A discrete Gr\"{o}nwall inequality with application to numerical schemes for subdiffusion problems

TL;DR

This paper introduces a discrete Grönwall inequality tailored for numerical schemes approximating the Caputo fractional derivative, enabling stability and convergence analysis for subdiffusion problems with nonuniform time steps.

Contribution

It extends existing Grönwall inequalities to nonuniform time steps and higher order schemes, improving analysis tools for fractional differential equations.

Findings

Established a fractional Grönwall inequality applicable to nonuniform time steps.

Demonstrated stability and convergence estimates for fractional reaction-subdiffusion schemes.

Extended analysis framework beyond the L1 approximation to higher order methods.

Abstract

We consider a class of numerical approximations to the Caputo fractional derivative.
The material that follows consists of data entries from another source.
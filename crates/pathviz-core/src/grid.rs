//! The [`Grid`] type: a fixed-size 2D layout of [`Cell`]s.
//!
//! A `Grid` owns its storage outright: cloning yields an independent copy,
//! so maze generators and copy-on-write edits never alias the caller's grid.
//! Traversal scratch state does not live here; see `pathviz-paths`.

use std::fmt;

use crate::cell::{Cell, Role};
use crate::geom::{Point, Range};

// ---------------------------------------------------------------------------
// Endpoints
// ---------------------------------------------------------------------------

/// Positions of the protected cells of a grid.
#[derive(Copy, Clone, Debug, PartialEq, Eq, Hash)]
#[cfg_attr(feature = "serde", derive(serde::Serialize, serde::Deserialize))]
pub struct Endpoints {
    pub start: Point,
    pub finish: Point,
    pub bomb: Option<Point>,
}

impl Endpoints {
    /// Start and finish without a bomb.
    #[inline]
    pub const fn new(start: Point, finish: Point) -> Self {
        Self {
            start,
            finish,
            bomb: None,
        }
    }

    /// Replace the bomb position (builder).
    #[inline]
    pub const fn with_bomb(mut self, bomb: Option<Point>) -> Self {
        self.bomb = bomb;
        self
    }

    /// The role carried by `p`, if any.
    pub fn role_at(&self, p: Point) -> Role {
        if p == self.start {
            Role::Start
        } else if p == self.finish {
            Role::Finish
        } else if self.bomb == Some(p) {
            Role::Bomb
        } else {
            Role::None
        }
    }

    /// Whether `p` coincides with start, finish or bomb.
    #[inline]
    pub fn is_protected(&self, p: Point) -> bool {
        self.role_at(p) != Role::None
    }
}

// ---------------------------------------------------------------------------
// Grid
// ---------------------------------------------------------------------------

/// A rectangular layout of cells addressed by `(row, col)`.
///
/// `bounds` always starts at the origin and `cells` holds exactly
/// `bounds.len()` entries; deserialization rejects anything else.
#[derive(Clone, Debug, PartialEq, Eq)]
#[cfg_attr(feature = "serde", derive(serde::Serialize, serde::Deserialize))]
#[cfg_attr(feature = "serde", serde(try_from = "RawGrid"))]
pub struct Grid {
    cells: Vec<Cell>,
    bounds: Range,
    endpoints: Endpoints,
}

#[cfg(feature = "serde")]
#[derive(serde::Deserialize)]
struct RawGrid {
    cells: Vec<Cell>,
    bounds: Range,
    endpoints: Endpoints,
}

#[cfg(feature = "serde")]
impl TryFrom<RawGrid> for Grid {
    type Error = ParseGridError;

    fn try_from(raw: RawGrid) -> Result<Self, ParseGridError> {
        let RawGrid {
            cells,
            bounds,
            endpoints,
        } = raw;
        if bounds.min != Point::ZERO {
            return Err(ParseGridError::BadBounds(bounds));
        }
        if cells.len() != bounds.len() {
            return Err(ParseGridError::CellCount {
                expected: bounds.len(),
                found: cells.len(),
            });
        }
        Ok(Self {
            cells,
            bounds,
            endpoints,
        })
    }
}

impl Grid {
    /// Create a grid of `rows x cols` plain cells with roles stamped at the
    /// given endpoints.
    ///
    /// Endpoints outside the grid are recorded but carry no cell; callers are
    /// expected to pass a well-formed layout.
    pub fn new(rows: i32, cols: i32, endpoints: Endpoints) -> Self {
        let bounds = Range::with_size(rows, cols);
        let cells = bounds
            .iter()
            .map(|p| Cell::with_role(endpoints.role_at(p)))
            .collect();
        Self {
            cells,
            bounds,
            endpoints,
        }
    }

    /// A fresh grid with the same extent and endpoints and no walls or
    /// weights.
    #[must_use]
    pub fn cleared(&self) -> Self {
        Self::new(self.rows(), self.cols(), self.endpoints)
    }

    /// The bounding range of this grid.
    #[inline]
    pub fn bounds(&self) -> Range {
        self.bounds
    }

    /// Number of rows.
    #[inline]
    pub fn rows(&self) -> i32 {
        self.bounds.rows()
    }

    /// Number of columns.
    #[inline]
    pub fn cols(&self) -> i32 {
        self.bounds.cols()
    }

    /// Total number of cells.
    #[inline]
    pub fn len(&self) -> usize {
        self.cells.len()
    }

    #[inline]
    pub fn is_empty(&self) -> bool {
        self.cells.is_empty()
    }

    /// Whether `p` is inside this grid's bounds.
    #[inline]
    pub fn contains(&self, p: Point) -> bool {
        self.bounds.contains(p)
    }

    #[inline]
    pub fn endpoints(&self) -> Endpoints {
        self.endpoints
    }

    #[inline]
    pub fn start(&self) -> Point {
        self.endpoints.start
    }

    #[inline]
    pub fn finish(&self) -> Point {
        self.endpoints.finish
    }

    #[inline]
    pub fn bomb(&self) -> Option<Point> {
        self.endpoints.bomb
    }

    /// Convert a point to a flat row-major index. `None` if out of bounds.
    #[inline]
    pub fn index(&self, p: Point) -> Option<usize> {
        if !self.bounds.contains(p) {
            return None;
        }
        Some((p.row as usize) * (self.cols() as usize) + p.col as usize)
    }

    /// Convert a flat index back to a point.
    #[inline]
    pub fn point(&self, idx: usize) -> Point {
        let cols = self.cols().max(1) as usize;
        Point::new((idx / cols) as i32, (idx % cols) as i32)
    }

    /// The cell at `p`, or `None` if out of bounds.
    #[inline]
    pub fn at(&self, p: Point) -> Option<Cell> {
        self.index(p).map(|i| self.cells[i])
    }

    /// Whether `p` is inside the grid and not a wall.
    #[inline]
    pub fn is_passable(&self, p: Point) -> bool {
        self.at(p).is_some_and(|c| !c.is_wall())
    }

    /// Flip the wall flag at `p`, dropping any weight first.
    ///
    /// Returns `false` (and changes nothing) when `p` is out of bounds or an
    /// endpoint.
    pub fn toggle_wall(&mut self, p: Point) -> bool {
        let Some(i) = self.index(p) else {
            return false;
        };
        let cell = &mut self.cells[i];
        if cell.is_protected() {
            return false;
        }
        cell.weighted = false;
        cell.wall = !cell.wall;
        true
    }

    /// Flip the weight flag at `p`.
    ///
    /// Returns `false` (and changes nothing) when `p` is out of bounds, an
    /// endpoint or a wall.
    pub fn toggle_weight(&mut self, p: Point) -> bool {
        let Some(i) = self.index(p) else {
            return false;
        };
        let cell = &mut self.cells[i];
        if cell.is_protected() || cell.wall {
            return false;
        }
        cell.weighted = !cell.weighted;
        true
    }

    /// Copy-on-write form of [`toggle_wall`](Self::toggle_wall).
    #[must_use]
    pub fn with_wall_toggled(&self, p: Point) -> Self {
        let mut next = self.clone();
        next.toggle_wall(p);
        next
    }

    /// Copy-on-write form of [`toggle_weight`](Self::toggle_weight).
    #[must_use]
    pub fn with_weight_toggled(&self, p: Point) -> Self {
        let mut next = self.clone();
        next.toggle_weight(p);
        next
    }

    /// Set or clear the wall at `p`. Setting a wall drops any weight.
    ///
    /// Endpoints are never walled; returns whether the cell was writable.
    pub fn set_wall(&mut self, p: Point, wall: bool) -> bool {
        let Some(i) = self.index(p) else {
            return false;
        };
        let cell = &mut self.cells[i];
        if cell.is_protected() {
            return false;
        }
        if wall {
            cell.weighted = false;
        }
        cell.wall = wall;
        true
    }

    /// Remove every wall and weight, keeping the endpoints.
    pub fn clear_walls_and_weights(&mut self) {
        for cell in &mut self.cells {
            cell.wall = false;
            cell.weighted = false;
        }
    }

    /// Count how many cells satisfy a predicate.
    pub fn count_fn(&self, mut f: impl FnMut(Point, Cell) -> bool) -> usize {
        self.iter().filter(|&(p, c)| f(p, c)).count()
    }

    /// Number of walls.
    pub fn wall_count(&self) -> usize {
        self.cells.iter().filter(|c| c.is_wall()).count()
    }

    /// Row-major iterator over `(Point, Cell)` pairs.
    pub fn iter(&self) -> GridIter<'_> {
        GridIter {
            grid: self,
            inner: self.bounds.iter(),
        }
    }

    /// Build a grid from a text layout, one line per row.
    ///
    /// `.` floor, `#` wall, `~` weight, `S` start, `F` finish, `B` bomb.
    /// Exactly one `S` and one `F` are required; at most one `B`.
    pub fn parse(layout: &str) -> Result<Self, ParseGridError> {
        let lines: Vec<&str> = layout.lines().map(str::trim).filter(|l| !l.is_empty()).collect();
        let cols = lines.first().map_or(0, |l| l.chars().count());
        if lines.iter().any(|l| l.chars().count() != cols) {
            return Err(ParseGridError::InconsistentSize(layout.to_string()));
        }

        let mut start = None;
        let mut finish = None;
        let mut bomb = None;
        let mut marks = Vec::with_capacity(lines.len() * cols);
        for (row, line) in lines.iter().enumerate() {
            for (col, ch) in line.chars().enumerate() {
                let p = Point::new(row as i32, col as i32);
                let slot = match ch {
                    'S' => Some(&mut start),
                    'F' => Some(&mut finish),
                    'B' => Some(&mut bomb),
                    '.' | '#' | '~' => None,
                    _ => return Err(ParseGridError::InvalidChar { ch, pos: p }),
                };
                if let Some(slot) = slot {
                    if slot.replace(p).is_some() {
                        return Err(ParseGridError::DuplicateEndpoint { ch, pos: p });
                    }
                }
                marks.push((p, ch));
            }
        }

        let start = start.ok_or(ParseGridError::MissingEndpoint('S'))?;
        let finish = finish.ok_or(ParseGridError::MissingEndpoint('F'))?;
        let mut grid = Self::new(
            lines.len() as i32,
            cols as i32,
            Endpoints::new(start, finish).with_bomb(bomb),
        );
        for (p, ch) in marks {
            match ch {
                '#' => {
                    grid.set_wall(p, true);
                }
                '~' => {
                    grid.toggle_weight(p);
                }
                _ => {}
            }
        }
        Ok(grid)
    }
}

impl fmt::Display for Grid {
    /// Renders the layout in the format accepted by [`Grid::parse`].
    fn fmt(&self, f: &mut fmt::Formatter<'_>) -> fmt::Result {
        for row in 0..self.rows() {
            for col in 0..self.cols() {
                let cell = self.at(Point::new(row, col)).unwrap_or_default();
                let ch = match cell.role() {
                    Role::Start => 'S',
                    Role::Finish => 'F',
                    Role::Bomb => 'B',
                    Role::None if cell.is_wall() => '#',
                    Role::None if cell.is_weight() => '~',
                    Role::None => '.',
                };
                write!(f, "{ch}")?;
            }
            writeln!(f)?;
        }
        Ok(())
    }
}

// ---------------------------------------------------------------------------
// GridIter
// ---------------------------------------------------------------------------

/// Iterator over `(Point, Cell)` pairs in a [`Grid`].
pub struct GridIter<'a> {
    grid: &'a Grid,
    inner: crate::geom::RangeIter,
}

impl Iterator for GridIter<'_> {
    type Item = (Point, Cell);

    #[inline]
    fn next(&mut self) -> Option<Self::Item> {
        let p = self.inner.next()?;
        Some((p, self.grid.at(p).unwrap_or_default()))
    }

    #[inline]
    fn size_hint(&self) -> (usize, Option<usize>) {
        self.inner.size_hint()
    }
}

impl<'a> IntoIterator for &'a Grid {
    type Item = (Point, Cell);
    type IntoIter = GridIter<'a>;

    fn into_iter(self) -> GridIter<'a> {
        self.iter()
    }
}

// ---------------------------------------------------------------------------
// ParseGridError
// ---------------------------------------------------------------------------

/// Errors that can occur when parsing a text layout.
#[derive(Debug, Clone, PartialEq, Eq)]
pub enum ParseGridError {
    /// Lines have inconsistent widths.
    InconsistentSize(String),
    /// A character outside the layout alphabet was found.
    InvalidChar { ch: char, pos: Point },
    /// `S` or `F` appears more than once, or `B` does.
    DuplicateEndpoint { ch: char, pos: Point },
    /// The layout has no `S` or no `F`.
    MissingEndpoint(char),
    /// A serialized grid whose bounds do not start at the origin.
    BadBounds(Range),
    /// A serialized grid whose cell count does not match its bounds.
    CellCount { expected: usize, found: usize },
}

impl fmt::Display for ParseGridError {
    fn fmt(&self, f: &mut fmt::Formatter<'_>) -> fmt::Result {
        match self {
            Self::InconsistentSize(s) => write!(f, "grid: inconsistent size:\n{s}"),
            Self::InvalidChar { ch, pos } => {
                write!(f, "grid contains invalid character \u{201c}{ch}\u{201d} at {pos}")
            }
            Self::DuplicateEndpoint { ch, pos } => {
                write!(f, "grid contains a second \u{201c}{ch}\u{201d} at {pos}")
            }
            Self::MissingEndpoint(ch) => write!(f, "grid has no \u{201c}{ch}\u{201d} cell"),
            Self::BadBounds(bounds) => write!(f, "grid bounds {bounds} do not start at (0, 0)"),
            Self::CellCount { expected, found } => {
                write!(f, "grid has {found} cells, expected {expected}")
            }
        }
    }
}

impl std::error::Error for ParseGridError {}


#[cfg(all(test, feature = "serde"))]
mod serde_tests {
    use super::*;

    #[test]
    fn grid_round_trip() {
        let g = Grid::parse("S#.\n.~F").unwrap();
        let json = serde_json::to_string(&g).unwrap();
        let back: Grid = serde_json::from_str(&json).unwrap();
        assert_eq!(g, back);
    }

    #[test]
    fn grid_rejects_mismatched_cells() {
        let g = Grid::parse("S#.\n.~F").unwrap();
        let mut value = serde_json::to_value(&g).unwrap();
        value["cells"].as_array_mut().unwrap().pop();
        let err = serde_json::from_value::<Grid>(value).unwrap_err();
        assert!(err.to_string().contains("5 cells, expected 6"), "{err}");
    }

    #[test]
    fn grid_rejects_offset_bounds() {
        let g = Grid::parse("S.F").unwrap();
        let mut value = serde_json::to_value(&g).unwrap();
        value["bounds"]["min"]["col"] = serde_json::json!(1);
        value["bounds"]["max"]["col"] = serde_json::json!(4);
        assert!(serde_json::from_value::<Grid>(value).is_err());
    }
}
Our assumptions permit the use of nonuniform time steps, such as is appropriate for accurately resolving the behavior of a solution whose derivatives are singular at~$t=0$. The main result is a type of fractional Gr\"{o}nwall inequality and we illustrate its use by outlining some stability and convergence estimates of schemes for fractional reaction-subdiffusion problems. This approach extends earlier work that used the familiar L1 approximation to the Caputo fractional derivative, and will facilitate the analysis of higher order and linearized fast schemes.